Ogni giorno si lavora senza sosta alcuna. Non importa se «tecnicamente» i primi termini a disposizione della procura generale per l’avocazione sono scaduti. Ci sono a disposizione ancora sei mesi per fare chiarezza, dopo oltre due anni, sul giallo di Marcheno. Sulla scomparsa — e la morte — di Mario Bozzoli, imprenditore cinquantenne svanito nel nulla la sera dell’8 ottobre del 2015, quando chiamò la moglie per dirle: «Sono in ritardo, mi cambio e arrivo». Ma mai si tolse gli abiti da lavoro e uscì dalla fonderia di Marcheno di cui era titolare con il fratello, oggi ceduta all’asta.
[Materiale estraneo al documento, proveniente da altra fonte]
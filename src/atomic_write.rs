//! Atomic file output: write to a temporary file in the destination's own
//! directory, then rename over the final path. A reader never observes a
//! partially-written file, and a crash mid-write leaves the original
//! untouched.

use std::io::Write;
use std::path::Path;

use tempfile::NamedTempFile;

use crate::error::{Error, ErrorContext, Result};

/// Write `contents` to `path` atomically.
///
/// The temporary file is created in `path`'s parent directory (falling
/// back to `.` if `path` has none) so the final rename is same-filesystem
/// and therefore atomic on every platform this tool targets.
pub fn write_atomic(path: &Path, contents: &[u8]) -> Result<()> {
    let dir = path.parent().filter(|p| !p.as_os_str().is_empty()).unwrap_or_else(|| Path::new("."));
    let context = ErrorContext::path(path);

    let mut tmp = NamedTempFile::new_in(dir).map_err(|e| Error::io(context.clone(), e))?;
    tmp.write_all(contents).map_err(|e| Error::io(context.clone(), e))?;
    tmp.flush().map_err(|e| Error::io(context.clone(), e))?;
    tmp.persist(path)
        .map_err(|e| Error::io(context.clone(), e.error))?;
    Ok(())
}

#[cfg(test)]
mod test {
    use super::*;
    use std::fs;

    #[test]
    fn writes_full_contents() {
        let dir = tempfile::tempdir().unwrap();
        let path = dir.path().join("out.bin");
        write_atomic(&path, b"hello world").unwrap();
        assert_eq!(fs::read(&path).unwrap(), b"hello world");
    }

    #[test]
    fn overwrites_existing_file() {
        let dir = tempfile::tempdir().unwrap();
        let path = dir.path().join("out.bin");
        fs::write(&path, b"stale").unwrap();
        write_atomic(&path, b"fresh").unwrap();
        assert_eq!(fs::read(&path).unwrap(), b"fresh");
    }
}
//! The command-line front end: a thin `structopt` shell that parses the
//! flag table this crate exposes, builds the two configuration objects
//! the library needs ([`mipsasm_adjunct::config::Config`] and
//! [`mipsasm_adjunct::asm::GlobalState`]), and dispatches to the
//! pre-process or post-process phase depending on whether
//! `--post-process` was given.

use std::path::PathBuf;
use std::process::exit;

use structopt::StructOpt;

use mipsasm_adjunct::asm::GlobalState;
use mipsasm_adjunct::config::{Config, ConvertStatics};
use mipsasm_adjunct::error::Error;
use mipsasm_adjunct::{fixup, preprocess};

#[derive(StructOpt, Debug)]
#[structopt(
    name = "mipsasm-adjunct",
    about = "Splices hand-written MIPS assembly into objects produced by a compiler with no inline-asm support"
)]
struct CommandLine {
    /// Path to the C source this invocation targets.
    #[structopt(name = "filename")]
    filename: PathBuf,

    /// Post-process the given object file in place instead of
    /// pre-processing `filename`.
    #[structopt(long = "post-process", name = "PATH")]
    post_process: Option<PathBuf>,

    /// Command used to assemble the sidecar `.s` (recorded for the
    /// outer build driver; this crate never invokes it).
    #[structopt(long)]
    assembler: Option<String>,

    /// File prepended to every emitted sidecar `.s` when any block
    /// produced late rodata.
    #[structopt(long = "asm-prelude", name = "PATH")]
    asm_prelude: Option<PathBuf>,

    /// Text encoding of the input C source.
    #[structopt(long = "input-enc", default_value = "latin-1")]
    input_enc: String,

    /// Text encoding of the rewritten C source.
    #[structopt(long = "output-enc", default_value = "latin-1")]
    output_enc: String,

    /// Remove `SHT_MIPS_DEBUG`/`SHT_MIPS_GPTAB` sections during
    /// post-process.
    #[structopt(long = "drop-mdebug-gptab")]
    drop_mdebug_gptab: bool,

    /// How static symbols from the assembled sidecar are renamed or
    /// exposed in the final object: `no` / `local` / `global` /
    /// `global-with-filename`.
    #[structopt(long = "convert-statics", default_value = "no")]
    convert_statics: ConvertStatics,

    /// Ignore checksum caching and reprocess unconditionally.
    #[structopt(long)]
    force: bool,

    /// Compiler optimization level, attached as `-O0`/`-O1`/`-O2`;
    /// influences stub generation heuristics.
    #[structopt(short = "O", possible_values = &["0", "1", "2"], default_value = "2")]
    opt_level: String,

    /// `-g`: compiler debug-info hint.
    #[structopt(short = "g")]
    debug: bool,

    /// `--g3`: compiler debug-info hint requesting macro information.
    #[structopt(long = "g3")]
    debug3: bool,

    /// Emit MIPS1-compatible stub instructions.
    #[structopt(long)]
    mips1: bool,

    /// Accept Pascal-origin source conventions (`.ent`/`.end`, string
    /// length prefixes).
    #[structopt(long)]
    pascal: bool,

    /// Generated stubs should preserve a frame pointer.
    #[structopt(long)]
    framepointer: bool,

    /// Generated stubs should be position-independent.
    #[structopt(long)]
    kpic: bool,

    /// Minimum instruction count a text-only block must contribute.
    #[structopt(long = "min-instr-count", default_value = "0")]
    min_instr_count: usize,

    /// Instructions to discount from `--min-instr-count` accounting.
    #[structopt(long = "skip-instr-count", default_value = "0")]
    skip_instr_count: usize,

    /// Route jump-table bytes into early `.rodata` instead of
    /// `.late_rodata`.
    #[structopt(long = "use-jtbl-for-rodata")]
    use_jtbl_for_rodata: bool,

    /// Byte budget for late rodata; exceeding it is a hard error.
    #[structopt(long = "late-rodata-prelude-bytes")]
    late_rodata_prelude_bytes: Option<usize>,
}

fn main() {
    env_logger::init();
    let args = CommandLine::from_args();

    log::debug!(
        "opt_level=-O{} debug={} debug3={}",
        args.opt_level,
        args.debug,
        args.debug3
    );

    let config = Config::builder()
        .source(args.filename.clone())
        .post_process(args.post_process.clone())
        .assembler(args.assembler.clone())
        .asm_prelude(args.asm_prelude.clone())
        .input_enc(args.input_enc.clone())
        .output_enc(args.output_enc.clone())
        .drop_mdebug_gptab(args.drop_mdebug_gptab)
        .convert_statics(args.convert_statics)
        .force(args.force)
        .build();

    let global = GlobalState::builder()
        .min_instr_count(args.min_instr_count)
        .skip_instr_count(args.skip_instr_count)
        .use_jtbl_for_rodata(args.use_jtbl_for_rodata)
        .prelude_if_late_rodata(args.late_rodata_prelude_bytes.unwrap_or(usize::MAX))
        .mips1(args.mips1)
        .pascal(args.pascal)
        .framepointer(args.framepointer)
        .kpic(args.kpic)
        .build();

    let result = run(&config, &global);
    if let Err(err) = result {
        eprintln!("{}", err.diagnostic());
        exit(1);
    }
    exit(0);
}

fn run(config: &Config, global: &GlobalState) -> Result<(), Error> {
    if config.post_process.is_some() {
        fixup::run(config)
    } else {
        preprocess::run(&config.source, config, global).map(|_| ())
    }
}
#[cfg(test)]
mod test {
    use super::*;
    use crate::elf::consts::{SHT_NOBITS, SHT_PROGBITS, SHT_STRTAB, SHT_SYMTAB, STT_FUNC};

    #[test]
    fn function_meta_roundtrips_through_text() {
        let meta = FunctionMeta {
            fn_desc: "my_func".to_string(),
            text_glabels: vec!["my_func".to_string()],
            sections: vec![(".text".to_string(), 8), (".bss".to_string(), 4)],
            late_rodata_bytes: 8,
        };
        let text = FunctionMeta::to_text_list(std::slice::from_ref(&meta));
        let parsed = FunctionMeta::parse_text(&text, &ErrorContext::none()).unwrap();
        assert_eq!(parsed, vec![meta]);
    }

    fn strtab(names: &[&str]) -> (ElfSection, Vec<u32>) {
        let mut section = ElfSection {
            name: ".strtab".into(),
            sh_name: 0,
            sh_type: SHT_STRTAB,
            sh_flags: 0,
            sh_addr: 0,
            sh_offset: 0,
            sh_size: 0,
            sh_link: 0,
            sh_info: 0,
            sh_addralign: 1,
            sh_entsize: 0,
            data: vec![0],
            index: 0,
            symbols: Vec::new(),
            relocations: Vec::new(),
            relocated_section: None,
        };
        let offsets = names.iter().map(|n| section.add_str(n)).collect();
        (section, offsets)
    }

    fn symbol(name: &str, shndx: u16, value: u32, size: u32, bind: u8) -> Symbol {
        let mut s = Symbol {
            st_name: 0,
            st_value: value,
            st_size: size,
            st_info: 0,
            st_other: 0,
            st_shndx: shndx,
            name: name.to_string(),
        };
        s.set_bind_type(bind, STT_FUNC);
        s
    }

    /// Build a minimal objfile with one `.text` stub (4 zero bytes) and
    /// one matching asmfile with the real 4-byte instruction, and check
    /// the splice overwrites the stub bytes and imports the real symbol.
    #[test]
    fn splices_text_stub_and_imports_symbol() {
        let format = ElfFormat::big_endian();
        let mut objfile = ElfFile::new_empty(format);
        let text_idx = objfile.add_section(".text", SHT_PROGBITS, 0, 0, 0, 4, 0, vec![0; 4]);
        let symtab_idx = objfile.add_section(".symtab", SHT_SYMTAB, 0, 0, 0, 4, ELF32_SYM_SIZE as u32, Vec::new());
        let obj_strtab_idx = objfile.sections.len();
        objfile.sections.push(strtab(&["my_func"]).0);
        objfile.header.e_shnum = objfile.sections.len() as u16;
        objfile.sections[symtab_idx].sh_link = obj_strtab_idx as u32;
        objfile.sections[symtab_idx].symbols = vec![
            symbol("", 0, 0, 0, STB_LOCAL),
            symbol("my_func", text_idx as u16, 0, 4, crate::elf::consts::STB_GLOBAL),
        ];
        rebuild_symtab_data(&mut objfile.sections[symtab_idx], format);

        let mut asmfile = ElfFile::new_empty(format);
        let asm_text_idx = asmfile.add_section(".text", SHT_PROGBITS, 0, 0, 0, 4, 0, vec![0xde, 0xad, 0xbe, 0xef]);
        let asm_symtab_idx = asmfile.add_section(".symtab", SHT_SYMTAB, 0, 0, 0, 4, ELF32_SYM_SIZE as u32, Vec::new());
        let asm_strtab_idx = asmfile.sections.len();
        asmfile.sections.push(strtab(&["my_func"]).0);
        asmfile.header.e_shnum = asmfile.sections.len() as u16;
        asmfile.sections[asm_symtab_idx].sh_link = asm_strtab_idx as u32;
        asmfile.sections[asm_symtab_idx].symbols = vec![
            symbol("", 0, 0, 0, STB_LOCAL),
            symbol("my_func", asm_text_idx as u16, 0, 4, crate::elf::consts::STB_GLOBAL),
        ];
        rebuild_symtab_data(&mut asmfile.sections[asm_symtab_idx], format);

        let meta = FunctionMeta {
            fn_desc: "my_func".to_string(),
            text_glabels: vec!["my_func".to_string()],
            sections: vec![(".text".to_string(), 4)],
            late_rodata_bytes: 0,
        };

        fixup(
            &mut objfile,
            &asmfile,
            &[meta],
            Path::new("test.c"),
            ConvertStatics::No,
            false,
            &ErrorContext::none(),
        )
        .unwrap();

        assert_eq!(objfile.sections[text_idx].data, vec![0xde, 0xad, 0xbe, 0xef]);
        assert!(objfile.sections[symtab_idx].symbols.iter().any(|s| s.name == "my_func"));
    }

    #[test]
    fn bss_stub_splice_skips_byte_copy() {
        let format = ElfFormat::little_endian();
        let mut objfile = ElfFile::new_empty(format);
        let bss_idx = objfile.add_section(".bss", SHT_NOBITS, 0, 0, 0, 4, 0, Vec::new());
        objfile.sections[bss_idx].sh_size = 8;
        let symtab_idx = objfile.add_section(".symtab", SHT_SYMTAB, 0, 0, 0, 4, ELF32_SYM_SIZE as u32, Vec::new());
        let obj_strtab_idx = objfile.sections.len();
        objfile.sections.push(strtab(&["f_bss"]).0);
        objfile.header.e_shnum = objfile.sections.len() as u16;
        objfile.sections[symtab_idx].sh_link = obj_strtab_idx as u32;
        objfile.sections[symtab_idx].symbols =
            vec![symbol("", 0, 0, 0, STB_LOCAL), symbol("f_bss", bss_idx as u16, 0, 8, crate::elf::consts::STB_GLOBAL)];
        rebuild_symtab_data(&mut objfile.sections[symtab_idx], format);

        let mut asmfile = ElfFile::new_empty(format);
        let asm_bss_idx = asmfile.add_section(".bss", SHT_NOBITS, 0, 0, 0, 4, 0, Vec::new());
        asmfile.sections[asm_bss_idx].sh_size = 8;
        let asm_symtab_idx = asmfile.add_section(".symtab", SHT_SYMTAB, 0, 0, 0, 4, ELF32_SYM_SIZE as u32, Vec::new());
        let asm_strtab_idx = asmfile.sections.len();
        asmfile.sections.push(strtab(&["f_bss"]).0);
        asmfile.header.e_shnum = asmfile.sections.len() as u16;
        asmfile.sections[asm_symtab_idx].sh_link = asm_strtab_idx as u32;
        asmfile.sections[asm_symtab_idx].symbols =
            vec![symbol("", 0, 0, 0, STB_LOCAL), symbol("f_bss", asm_bss_idx as u16, 0, 8, crate::elf::consts::STB_GLOBAL)];
        rebuild_symtab_data(&mut asmfile.sections[asm_symtab_idx], format);

        let meta = FunctionMeta {
            fn_desc: "f".to_string(),
            text_glabels: vec!["f".to_string()],
            sections: vec![(".bss".to_string(), 8)],
            late_rodata_bytes: 0,
        };

        fixup(&mut objfile, &asmfile, &[meta], Path::new("t.c"), ConvertStatics::No, false, &ErrorContext::none()).unwrap();
        assert!(objfile.sections[bss_idx].data.is_empty());
        assert_eq!(objfile.sections[bss_idx].sh_size, 8);
    }

    #[test]
    fn size_mismatch_is_rejected() {
        let format = ElfFormat::big_endian();
        let mut objfile = ElfFile::new_empty(format);
        let text_idx = objfile.add_section(".text", SHT_PROGBITS, 0, 0, 0, 4, 0, vec![0; 4]);
        let symtab_idx = objfile.add_section(".symtab", SHT_SYMTAB, 0, 0, 0, 4, ELF32_SYM_SIZE as u32, Vec::new());
        let obj_strtab_idx = objfile.sections.len();
        objfile.sections.push(strtab(&["f"]).0);
        objfile.header.e_shnum = objfile.sections.len() as u16;
        objfile.sections[symtab_idx].sh_link = obj_strtab_idx as u32;
        objfile.sections[symtab_idx].symbols =
            vec![symbol("", 0, 0, 0, STB_LOCAL), symbol("f", text_idx as u16, 0, 4, crate::elf::consts::STB_GLOBAL)];
        rebuild_symtab_data(&mut objfile.sections[symtab_idx], format);

        let asmfile = ElfFile::new_empty(format);

        let meta = FunctionMeta {
            fn_desc: "f".to_string(),
            text_glabels: vec!["f".to_string()],
            sections: vec![(".text".to_string(), 8)], // wrong: stub is only 4 bytes
            late_rodata_bytes: 0,
        };

        let err = fixup(&mut objfile.clone(), &asmfile, &[meta], Path::new("t.c"), ConvertStatics::No, false, &ErrorContext::none())
            .unwrap_err();
        assert!(matches!(err, Error::AsmSizeMismatch { .. }));
    }
}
Per il suo omicidio ci sono quattro indagati: i due nipoti Alex e Giacomo e altrettanti operai della fonderia, Oscar Maggi e il senegalese Aboagye (Abu) Akwasi. Ma tra le mani del procuratore generale Pier Luigi Maria Dell’Osso — e dei suoi sostituti Silvio Bonfigli e Marco Martani — adesso c’è anche il fascicolo per istigazione al suicidio di Giuseppe Ghirardini (operaio della Bozzoli sparito sei giorni dopo il suo titolare e trovato morto in alta Valcamonica il 18 ottobre di tre anni fa, ucciso da una capsula di cianuro). Aperto contro ignoti. Per ora. Perché non si esclude che anche questa inchiesta possa essere presto a carico, invece, di persone note. Il pg lo ha sempre sostenuto: «Questi due casi sono strettamente legati».
E la pista finanziaria è quella più battuta. Non a caso nelle ultime ore gli uomini della Guardia di finanza e i carabinieri hanno perquisito (per la prima volta) la Ifib Finance International di Bedizzole, definita la fonderia «clone» della fabbrica di Marcheno, ceduta all’asta, di proprietà di Adelio Bozzoli e dei figli, che nel 2015 era in fase di ultimazione. Altrettanto non a caso sotto la lente della Dia sono finite le segnalazioni di presunte operazioni sospette riconducibili alla famiglia Bozzoli: movimentazioni di denaro che porterebbero anche all’estero, triangolazioni di soldi non del tutto chiare da ricostruire nel dettaglio. E che potrebbero essere in qualche modo riconducibili ai contanti che furono ritrovati a casa Ghirardini: circa cinquemila euro, di cui quattromila in banconote da 500 euro. Banconote che sarebbero circolate anche in Austria. Da capire non solo da dove venissero quei contanti, ma anche a cosa servissero: improbabile, pare, potessero rappresentare in quella fase il pagamento delle ore di straordinari in nero. Gli accertamenti finanziari e tributari sugli affari delle società dei Bozzoli sono al primo punto delle costanti riunioni in procura generale con tutte le forze dell’ordine coinvolte, Dia compresa.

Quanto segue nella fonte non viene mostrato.